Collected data

════════

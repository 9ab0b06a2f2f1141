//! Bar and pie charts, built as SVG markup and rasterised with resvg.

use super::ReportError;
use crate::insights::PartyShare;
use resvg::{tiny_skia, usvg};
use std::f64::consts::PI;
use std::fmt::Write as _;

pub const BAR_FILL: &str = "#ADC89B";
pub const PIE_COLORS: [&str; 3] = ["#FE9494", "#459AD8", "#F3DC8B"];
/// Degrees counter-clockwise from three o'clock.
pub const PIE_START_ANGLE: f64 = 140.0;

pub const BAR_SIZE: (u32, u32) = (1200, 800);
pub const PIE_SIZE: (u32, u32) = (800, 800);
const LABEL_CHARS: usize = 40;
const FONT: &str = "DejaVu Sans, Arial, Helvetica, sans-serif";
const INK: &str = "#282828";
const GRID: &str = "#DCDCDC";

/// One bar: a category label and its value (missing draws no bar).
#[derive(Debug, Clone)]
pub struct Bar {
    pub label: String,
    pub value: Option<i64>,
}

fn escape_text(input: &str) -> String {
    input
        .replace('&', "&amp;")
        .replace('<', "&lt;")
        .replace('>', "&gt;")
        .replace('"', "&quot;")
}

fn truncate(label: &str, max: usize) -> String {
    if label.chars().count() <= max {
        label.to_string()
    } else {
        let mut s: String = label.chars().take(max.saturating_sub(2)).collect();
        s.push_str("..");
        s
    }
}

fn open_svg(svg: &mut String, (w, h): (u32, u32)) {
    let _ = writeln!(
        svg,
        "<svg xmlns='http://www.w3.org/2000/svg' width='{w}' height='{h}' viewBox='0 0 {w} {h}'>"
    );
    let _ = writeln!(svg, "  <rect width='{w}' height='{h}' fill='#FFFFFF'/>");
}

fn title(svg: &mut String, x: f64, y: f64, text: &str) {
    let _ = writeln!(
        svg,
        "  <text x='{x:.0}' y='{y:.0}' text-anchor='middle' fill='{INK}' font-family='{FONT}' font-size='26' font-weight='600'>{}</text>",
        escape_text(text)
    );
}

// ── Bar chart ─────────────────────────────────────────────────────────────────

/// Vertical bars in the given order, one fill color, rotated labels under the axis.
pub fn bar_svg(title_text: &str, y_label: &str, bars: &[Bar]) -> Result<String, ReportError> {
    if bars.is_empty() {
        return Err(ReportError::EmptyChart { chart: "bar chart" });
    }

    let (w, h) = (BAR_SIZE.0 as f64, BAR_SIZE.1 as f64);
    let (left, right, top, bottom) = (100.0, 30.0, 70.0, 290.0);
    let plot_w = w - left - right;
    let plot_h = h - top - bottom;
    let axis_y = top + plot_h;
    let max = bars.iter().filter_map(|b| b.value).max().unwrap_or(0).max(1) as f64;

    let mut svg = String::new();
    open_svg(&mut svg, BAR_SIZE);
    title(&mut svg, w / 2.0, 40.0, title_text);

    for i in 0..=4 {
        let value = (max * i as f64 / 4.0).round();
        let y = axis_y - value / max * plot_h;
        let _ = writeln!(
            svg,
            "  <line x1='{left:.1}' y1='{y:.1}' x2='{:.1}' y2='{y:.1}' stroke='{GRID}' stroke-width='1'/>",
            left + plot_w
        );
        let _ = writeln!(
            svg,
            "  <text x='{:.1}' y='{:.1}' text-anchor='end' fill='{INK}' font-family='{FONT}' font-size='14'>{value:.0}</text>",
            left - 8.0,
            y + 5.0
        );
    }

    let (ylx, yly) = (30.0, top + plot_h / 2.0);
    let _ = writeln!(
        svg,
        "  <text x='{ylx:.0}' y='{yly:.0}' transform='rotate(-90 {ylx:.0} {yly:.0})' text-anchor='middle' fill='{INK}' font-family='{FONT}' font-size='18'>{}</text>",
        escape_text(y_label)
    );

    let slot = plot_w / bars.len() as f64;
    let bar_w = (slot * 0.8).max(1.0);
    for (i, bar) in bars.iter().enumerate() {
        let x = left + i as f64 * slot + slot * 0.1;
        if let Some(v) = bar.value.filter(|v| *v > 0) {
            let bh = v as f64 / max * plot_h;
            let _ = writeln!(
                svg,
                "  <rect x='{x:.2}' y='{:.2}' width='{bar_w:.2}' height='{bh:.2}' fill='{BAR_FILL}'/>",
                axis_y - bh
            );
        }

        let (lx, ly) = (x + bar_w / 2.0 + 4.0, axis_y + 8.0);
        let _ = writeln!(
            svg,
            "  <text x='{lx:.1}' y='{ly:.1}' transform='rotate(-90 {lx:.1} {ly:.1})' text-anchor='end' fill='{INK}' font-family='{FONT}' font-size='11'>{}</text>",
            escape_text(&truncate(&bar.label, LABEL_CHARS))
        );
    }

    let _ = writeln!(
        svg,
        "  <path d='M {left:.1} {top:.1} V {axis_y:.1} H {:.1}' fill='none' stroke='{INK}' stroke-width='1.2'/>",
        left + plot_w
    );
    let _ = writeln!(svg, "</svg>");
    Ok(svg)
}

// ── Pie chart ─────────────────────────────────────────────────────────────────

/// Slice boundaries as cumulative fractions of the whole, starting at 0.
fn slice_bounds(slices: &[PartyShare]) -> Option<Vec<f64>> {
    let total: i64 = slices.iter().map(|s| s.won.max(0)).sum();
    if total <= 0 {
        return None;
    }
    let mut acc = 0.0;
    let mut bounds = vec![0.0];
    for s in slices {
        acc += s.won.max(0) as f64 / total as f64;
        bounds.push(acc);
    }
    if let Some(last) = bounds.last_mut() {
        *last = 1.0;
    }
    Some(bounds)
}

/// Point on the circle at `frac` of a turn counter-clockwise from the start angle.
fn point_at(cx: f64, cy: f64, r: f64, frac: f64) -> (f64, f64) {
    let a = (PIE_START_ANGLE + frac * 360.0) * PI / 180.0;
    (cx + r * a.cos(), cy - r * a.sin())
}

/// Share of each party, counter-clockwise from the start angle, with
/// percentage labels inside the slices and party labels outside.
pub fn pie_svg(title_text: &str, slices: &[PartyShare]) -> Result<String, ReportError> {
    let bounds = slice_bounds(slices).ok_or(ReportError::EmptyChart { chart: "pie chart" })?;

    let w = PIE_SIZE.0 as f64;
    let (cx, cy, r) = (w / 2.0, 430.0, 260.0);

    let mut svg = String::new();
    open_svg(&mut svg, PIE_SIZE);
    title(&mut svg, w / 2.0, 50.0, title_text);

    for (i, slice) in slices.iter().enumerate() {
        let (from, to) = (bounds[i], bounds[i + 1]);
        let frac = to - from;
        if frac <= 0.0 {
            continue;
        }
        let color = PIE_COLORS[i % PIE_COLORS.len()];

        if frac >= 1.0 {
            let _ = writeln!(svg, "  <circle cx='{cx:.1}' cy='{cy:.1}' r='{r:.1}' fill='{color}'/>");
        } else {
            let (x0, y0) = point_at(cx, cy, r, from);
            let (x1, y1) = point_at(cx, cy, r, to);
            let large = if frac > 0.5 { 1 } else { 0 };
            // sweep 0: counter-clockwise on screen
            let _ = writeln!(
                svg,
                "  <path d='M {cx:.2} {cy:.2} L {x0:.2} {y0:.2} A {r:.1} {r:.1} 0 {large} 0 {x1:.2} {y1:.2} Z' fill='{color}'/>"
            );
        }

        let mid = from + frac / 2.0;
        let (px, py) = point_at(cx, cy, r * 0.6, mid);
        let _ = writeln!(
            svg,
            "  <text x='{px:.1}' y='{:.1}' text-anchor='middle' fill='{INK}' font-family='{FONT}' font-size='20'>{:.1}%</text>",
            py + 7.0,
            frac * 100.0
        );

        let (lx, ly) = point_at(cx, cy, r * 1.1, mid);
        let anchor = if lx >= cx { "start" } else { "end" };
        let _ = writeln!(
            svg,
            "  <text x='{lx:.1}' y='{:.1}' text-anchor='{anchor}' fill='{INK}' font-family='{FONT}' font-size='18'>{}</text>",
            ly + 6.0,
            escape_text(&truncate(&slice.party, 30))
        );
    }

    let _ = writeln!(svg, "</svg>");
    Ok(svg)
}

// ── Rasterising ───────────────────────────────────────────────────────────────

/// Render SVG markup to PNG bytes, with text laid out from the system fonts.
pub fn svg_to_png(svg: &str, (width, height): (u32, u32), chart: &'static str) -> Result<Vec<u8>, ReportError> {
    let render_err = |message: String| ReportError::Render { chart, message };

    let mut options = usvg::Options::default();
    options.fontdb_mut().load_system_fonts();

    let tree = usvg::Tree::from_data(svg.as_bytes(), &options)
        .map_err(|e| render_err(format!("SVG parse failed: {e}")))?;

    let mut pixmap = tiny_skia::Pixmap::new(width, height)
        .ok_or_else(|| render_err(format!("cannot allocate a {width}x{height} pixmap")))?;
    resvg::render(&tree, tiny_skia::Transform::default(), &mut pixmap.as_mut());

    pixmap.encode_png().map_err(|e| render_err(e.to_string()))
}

════════

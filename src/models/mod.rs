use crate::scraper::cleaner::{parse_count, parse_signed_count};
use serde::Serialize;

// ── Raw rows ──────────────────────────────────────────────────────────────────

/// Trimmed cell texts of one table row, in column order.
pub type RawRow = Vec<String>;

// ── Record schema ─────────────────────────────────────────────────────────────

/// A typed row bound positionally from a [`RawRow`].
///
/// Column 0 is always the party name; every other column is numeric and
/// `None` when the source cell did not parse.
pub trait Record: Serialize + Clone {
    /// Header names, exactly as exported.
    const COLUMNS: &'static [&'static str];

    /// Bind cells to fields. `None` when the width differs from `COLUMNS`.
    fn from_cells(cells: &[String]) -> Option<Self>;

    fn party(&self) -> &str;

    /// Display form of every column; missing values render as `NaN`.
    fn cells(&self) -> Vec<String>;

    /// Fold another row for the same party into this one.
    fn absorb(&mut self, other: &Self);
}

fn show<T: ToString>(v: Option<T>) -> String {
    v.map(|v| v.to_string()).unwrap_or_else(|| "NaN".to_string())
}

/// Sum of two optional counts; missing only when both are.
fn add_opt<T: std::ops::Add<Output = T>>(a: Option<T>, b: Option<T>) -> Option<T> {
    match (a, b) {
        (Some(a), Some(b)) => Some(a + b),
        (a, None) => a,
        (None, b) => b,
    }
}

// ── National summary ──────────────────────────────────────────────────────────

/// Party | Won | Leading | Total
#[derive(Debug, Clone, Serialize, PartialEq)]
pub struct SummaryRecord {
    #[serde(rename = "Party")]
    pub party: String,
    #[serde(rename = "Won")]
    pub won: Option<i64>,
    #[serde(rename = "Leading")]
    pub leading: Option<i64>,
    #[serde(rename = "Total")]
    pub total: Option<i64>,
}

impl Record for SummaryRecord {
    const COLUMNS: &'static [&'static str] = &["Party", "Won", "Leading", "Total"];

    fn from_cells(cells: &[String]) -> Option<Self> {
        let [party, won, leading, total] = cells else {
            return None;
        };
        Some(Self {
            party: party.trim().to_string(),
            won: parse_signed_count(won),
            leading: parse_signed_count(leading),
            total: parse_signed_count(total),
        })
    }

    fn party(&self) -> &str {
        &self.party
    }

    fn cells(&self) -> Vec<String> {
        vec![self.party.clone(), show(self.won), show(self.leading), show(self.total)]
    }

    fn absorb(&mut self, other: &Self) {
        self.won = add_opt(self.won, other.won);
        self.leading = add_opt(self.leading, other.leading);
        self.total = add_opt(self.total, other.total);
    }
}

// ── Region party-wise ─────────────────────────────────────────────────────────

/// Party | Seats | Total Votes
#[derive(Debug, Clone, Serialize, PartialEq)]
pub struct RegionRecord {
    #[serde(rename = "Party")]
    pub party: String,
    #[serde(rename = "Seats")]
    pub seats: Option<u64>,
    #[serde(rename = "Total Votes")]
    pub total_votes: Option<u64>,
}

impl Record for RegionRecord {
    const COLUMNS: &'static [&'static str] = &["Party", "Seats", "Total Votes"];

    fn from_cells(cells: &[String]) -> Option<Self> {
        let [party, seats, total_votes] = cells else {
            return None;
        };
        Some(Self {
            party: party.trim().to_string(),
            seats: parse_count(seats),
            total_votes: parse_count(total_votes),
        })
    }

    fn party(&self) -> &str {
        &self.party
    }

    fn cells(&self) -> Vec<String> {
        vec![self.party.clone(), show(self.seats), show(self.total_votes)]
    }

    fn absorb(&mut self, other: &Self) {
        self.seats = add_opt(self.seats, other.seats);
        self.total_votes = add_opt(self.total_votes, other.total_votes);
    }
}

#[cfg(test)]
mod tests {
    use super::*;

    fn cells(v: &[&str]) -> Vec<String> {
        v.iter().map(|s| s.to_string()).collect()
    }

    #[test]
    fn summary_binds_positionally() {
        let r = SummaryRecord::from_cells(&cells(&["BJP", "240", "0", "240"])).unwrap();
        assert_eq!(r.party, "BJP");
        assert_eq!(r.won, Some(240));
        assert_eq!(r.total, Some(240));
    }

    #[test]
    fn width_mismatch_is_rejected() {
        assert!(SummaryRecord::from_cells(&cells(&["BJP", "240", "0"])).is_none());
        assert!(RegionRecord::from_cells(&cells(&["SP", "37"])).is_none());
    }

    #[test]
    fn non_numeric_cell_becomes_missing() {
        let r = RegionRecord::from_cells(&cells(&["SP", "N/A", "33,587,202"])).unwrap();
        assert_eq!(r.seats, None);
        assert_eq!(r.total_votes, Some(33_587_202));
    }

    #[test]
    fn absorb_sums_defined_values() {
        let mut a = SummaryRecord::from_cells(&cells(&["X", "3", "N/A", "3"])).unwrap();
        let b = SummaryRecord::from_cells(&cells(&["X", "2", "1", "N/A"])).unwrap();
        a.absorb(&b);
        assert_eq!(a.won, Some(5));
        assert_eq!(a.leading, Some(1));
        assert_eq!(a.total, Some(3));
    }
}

════════

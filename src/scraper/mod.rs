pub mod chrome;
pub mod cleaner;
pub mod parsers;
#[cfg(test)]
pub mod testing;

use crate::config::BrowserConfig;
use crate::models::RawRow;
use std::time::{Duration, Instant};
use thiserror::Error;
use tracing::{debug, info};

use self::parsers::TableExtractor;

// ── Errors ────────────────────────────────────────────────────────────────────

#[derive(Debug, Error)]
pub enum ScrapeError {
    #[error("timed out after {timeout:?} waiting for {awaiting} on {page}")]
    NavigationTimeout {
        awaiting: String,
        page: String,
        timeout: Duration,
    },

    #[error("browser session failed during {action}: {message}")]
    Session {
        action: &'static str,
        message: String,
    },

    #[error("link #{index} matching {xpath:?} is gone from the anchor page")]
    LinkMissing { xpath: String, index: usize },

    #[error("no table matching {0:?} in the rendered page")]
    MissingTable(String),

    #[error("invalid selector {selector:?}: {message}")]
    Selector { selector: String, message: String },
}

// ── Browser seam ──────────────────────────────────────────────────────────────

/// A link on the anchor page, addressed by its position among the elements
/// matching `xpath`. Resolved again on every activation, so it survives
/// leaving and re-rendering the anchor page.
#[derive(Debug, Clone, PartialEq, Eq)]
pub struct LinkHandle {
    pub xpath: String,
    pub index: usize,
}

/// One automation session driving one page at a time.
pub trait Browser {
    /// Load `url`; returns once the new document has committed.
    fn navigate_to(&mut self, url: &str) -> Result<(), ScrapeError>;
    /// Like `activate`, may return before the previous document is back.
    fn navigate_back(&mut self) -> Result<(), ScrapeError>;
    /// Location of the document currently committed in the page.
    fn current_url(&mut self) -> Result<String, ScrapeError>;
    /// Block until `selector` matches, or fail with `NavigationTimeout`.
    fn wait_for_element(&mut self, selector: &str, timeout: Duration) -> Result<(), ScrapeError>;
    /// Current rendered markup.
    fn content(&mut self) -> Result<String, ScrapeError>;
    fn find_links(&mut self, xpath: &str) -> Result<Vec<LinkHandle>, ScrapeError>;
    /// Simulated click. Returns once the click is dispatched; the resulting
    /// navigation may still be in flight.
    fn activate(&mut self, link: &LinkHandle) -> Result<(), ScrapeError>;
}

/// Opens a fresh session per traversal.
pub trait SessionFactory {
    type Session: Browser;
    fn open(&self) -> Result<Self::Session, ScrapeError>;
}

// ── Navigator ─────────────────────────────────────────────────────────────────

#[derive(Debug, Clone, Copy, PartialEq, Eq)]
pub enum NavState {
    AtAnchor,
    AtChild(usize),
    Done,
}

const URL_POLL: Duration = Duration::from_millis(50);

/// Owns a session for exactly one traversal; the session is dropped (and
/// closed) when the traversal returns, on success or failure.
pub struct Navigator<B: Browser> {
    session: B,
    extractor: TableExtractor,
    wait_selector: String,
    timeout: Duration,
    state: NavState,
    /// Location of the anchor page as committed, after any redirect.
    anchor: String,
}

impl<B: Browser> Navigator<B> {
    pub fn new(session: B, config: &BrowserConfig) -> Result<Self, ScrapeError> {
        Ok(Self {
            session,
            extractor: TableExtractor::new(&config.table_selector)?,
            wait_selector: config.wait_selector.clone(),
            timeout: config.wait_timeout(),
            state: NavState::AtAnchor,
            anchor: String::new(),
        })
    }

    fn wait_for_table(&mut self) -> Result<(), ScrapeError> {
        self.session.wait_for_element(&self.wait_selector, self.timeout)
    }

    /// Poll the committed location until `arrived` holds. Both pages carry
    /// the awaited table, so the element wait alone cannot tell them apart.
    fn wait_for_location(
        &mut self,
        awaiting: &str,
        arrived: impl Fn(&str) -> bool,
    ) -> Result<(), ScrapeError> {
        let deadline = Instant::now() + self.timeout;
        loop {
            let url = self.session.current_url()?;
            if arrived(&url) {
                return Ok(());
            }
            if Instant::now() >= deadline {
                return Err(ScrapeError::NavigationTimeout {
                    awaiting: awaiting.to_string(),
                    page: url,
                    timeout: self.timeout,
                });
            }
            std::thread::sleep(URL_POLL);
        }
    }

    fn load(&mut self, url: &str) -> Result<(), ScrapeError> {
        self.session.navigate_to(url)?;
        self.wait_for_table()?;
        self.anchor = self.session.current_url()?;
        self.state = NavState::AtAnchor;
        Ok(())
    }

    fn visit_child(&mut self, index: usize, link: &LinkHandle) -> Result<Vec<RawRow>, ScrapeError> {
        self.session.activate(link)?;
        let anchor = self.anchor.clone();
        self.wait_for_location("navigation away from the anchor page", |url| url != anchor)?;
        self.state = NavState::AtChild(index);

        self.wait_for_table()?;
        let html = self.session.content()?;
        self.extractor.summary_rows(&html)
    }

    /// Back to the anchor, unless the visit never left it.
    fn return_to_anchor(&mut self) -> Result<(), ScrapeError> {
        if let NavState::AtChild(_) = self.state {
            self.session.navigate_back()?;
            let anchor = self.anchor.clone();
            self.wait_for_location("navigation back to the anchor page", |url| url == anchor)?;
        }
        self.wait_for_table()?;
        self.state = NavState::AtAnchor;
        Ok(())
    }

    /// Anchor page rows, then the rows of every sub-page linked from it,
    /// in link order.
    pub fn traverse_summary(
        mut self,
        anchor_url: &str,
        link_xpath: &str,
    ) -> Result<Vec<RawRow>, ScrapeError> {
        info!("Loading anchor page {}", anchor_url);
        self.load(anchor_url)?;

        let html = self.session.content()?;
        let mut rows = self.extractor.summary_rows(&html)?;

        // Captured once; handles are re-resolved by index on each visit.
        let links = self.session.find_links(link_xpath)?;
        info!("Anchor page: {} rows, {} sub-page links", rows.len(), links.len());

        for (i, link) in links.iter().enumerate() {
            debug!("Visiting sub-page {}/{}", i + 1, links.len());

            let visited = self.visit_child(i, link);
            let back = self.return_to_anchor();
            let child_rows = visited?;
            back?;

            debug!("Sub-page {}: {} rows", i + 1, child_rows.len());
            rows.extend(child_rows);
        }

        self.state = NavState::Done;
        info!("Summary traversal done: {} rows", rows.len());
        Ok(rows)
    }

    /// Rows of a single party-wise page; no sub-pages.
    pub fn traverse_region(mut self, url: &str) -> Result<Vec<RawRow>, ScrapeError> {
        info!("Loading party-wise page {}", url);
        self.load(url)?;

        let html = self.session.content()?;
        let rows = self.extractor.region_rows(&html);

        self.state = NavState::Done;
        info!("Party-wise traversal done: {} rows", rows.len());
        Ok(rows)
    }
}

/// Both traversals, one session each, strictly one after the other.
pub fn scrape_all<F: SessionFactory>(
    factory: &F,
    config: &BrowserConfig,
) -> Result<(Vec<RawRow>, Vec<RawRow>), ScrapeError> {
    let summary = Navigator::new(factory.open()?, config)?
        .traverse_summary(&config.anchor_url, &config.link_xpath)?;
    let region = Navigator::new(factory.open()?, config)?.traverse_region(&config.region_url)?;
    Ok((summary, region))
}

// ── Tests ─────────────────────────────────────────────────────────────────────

════════

* [WHAT IS BEING ASKED] Show the lines above with "default".

* [YOUR SOLUTION]
    let mut options = usvg::Options::default();
    resvg::render(&tree, tiny_skia::Transform::default(), &mut pixmap.as_mut());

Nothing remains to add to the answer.